YOUR OBJECTIVE: Search the data for "LLMClient". Each line containing it is to be copied.

(Dataset entries)
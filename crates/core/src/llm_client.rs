//! Abstraction over the language-model inference engine.
//!
//! The orchestrator needs exactly two calls per turn: a non-streaming
//! request deciding the next action (answer directly or call tools), and a
//! streaming request phrasing the final response once tool results are in
//! the history. Anything implementing `LLMClient` can drive a session; the
//! production implementation targets OpenAI-compatible chat-completion APIs.

use anyhow::{Result, anyhow};
use async_openai::{
    Client,
    config::OpenAIConfig,
    error::OpenAIError,
    types::{ChatCompletionRequestMessage, ChatCompletionTool, CreateChatCompletionRequestArgs},
};
use async_trait::async_trait;
use futures::{Stream, StreamExt};
use std::pin::Pin;

/// A tool call requested by the model.
pub type ToolCall = async_openai::types::ChatCompletionMessageToolCall;

/// Events yielded from a streaming text response.
#[derive(Debug, Clone)]
pub enum LLMStreamEvent {
    TextChunk(String),
}

/// A stream of response chunks from the model.
pub type LLMStream = Pin<Box<dyn Stream<Item = Result<LLMStreamEvent, OpenAIError>> + Send>>;

/// The model's decision for a turn.
#[derive(Debug, Clone)]
pub enum LLMAction {
    /// The model answered directly with text.
    TextResponse(String),
    /// The model wants one or more tools executed first.
    ToolCall(Vec<ToolCall>),
}

#[async_trait]
pub trait LLMClient: Send + Sync {
    /// One non-streaming call deciding the next action for the turn.
    async fn decide_action(
        &self,
        messages: Vec<ChatCompletionRequestMessage>,
        tools: Vec<ChatCompletionTool>,
    ) -> Result<LLMAction>;

    /// Streams the final response after tool results were appended.
    async fn stream_after_tools(
        &self,
        messages: Vec<ChatCompletionRequestMessage>,
    ) -> Result<LLMStream>;
}

/// An `LLMClient` for any OpenAI-compatible API.
pub struct OpenAICompatibleClient {
    client: Client<OpenAIConfig>,
    model: String,
}

impl OpenAICompatibleClient {
    pub fn new(config: OpenAIConfig, model: String) -> Self {
        Self {
            client: Client::with_config(config),
            model,
        }
    }
}

#[async_trait]
impl LLMClient for OpenAICompatibleClient {
    async fn decide_action(
        &self,
        messages: Vec<ChatCompletionRequestMessage>,
        tools: Vec<ChatCompletionTool>,
    ) -> Result<LLMAction> {
        let mut request = CreateChatCompletionRequestArgs::default();
        request.model(&self.model).messages(messages);
        // The API rejects an empty tools array, so only attach tools when
        // the behavior declares some.
        if !tools.is_empty() {
            request.tools(tools).tool_choice("auto");
        }

        let response = self.client.chat().create(request.build()?).await?;
        let choice = response
            .choices
            .first()
            .ok_or_else(|| anyhow!("LLM response contained no choices"))?;

        if let Some(tool_calls) = &choice.message.tool_calls {
            Ok(LLMAction::ToolCall(tool_calls.clone()))
        } else if let Some(content) = &choice.message.content {
            Ok(LLMAction::TextResponse(content.clone()))
        } else {
            Err(anyhow!(
                "LLM response had neither text content nor tool calls"
            ))
        }
    }

    async fn stream_after_tools(
        &self,
        messages: Vec<ChatCompletionRequestMessage>,
    ) -> Result<LLMStream> {
        let request = CreateChatCompletionRequestArgs::default()
            .model(&self.model)
            .messages(messages)
            .stream(true)
            .build()?;

        let stream = self.client.chat().create_stream(request).await?;

        Ok(Box::pin(stream.filter_map(|result| async {
            match result {
                Ok(response) => response
                    .choices
                    .first()
                    .and_then(|choice| choice.delta.content.as_ref())
                    .filter(|content| !content.is_empty())
                    .map(|content| Ok(LLMStreamEvent::TextChunk(content.clone()))),
                Err(e) => Some(Err(e)),
            }
        })))
    }
}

EXERCISE RESPONSE:
//! the history. Anything implementing `LLMClient` can drive a session; the
pub trait LLMClient: Send + Sync {
/// An `LLMClient` for any OpenAI-compatible API.
impl LLMClient for OpenAICompatibleClient {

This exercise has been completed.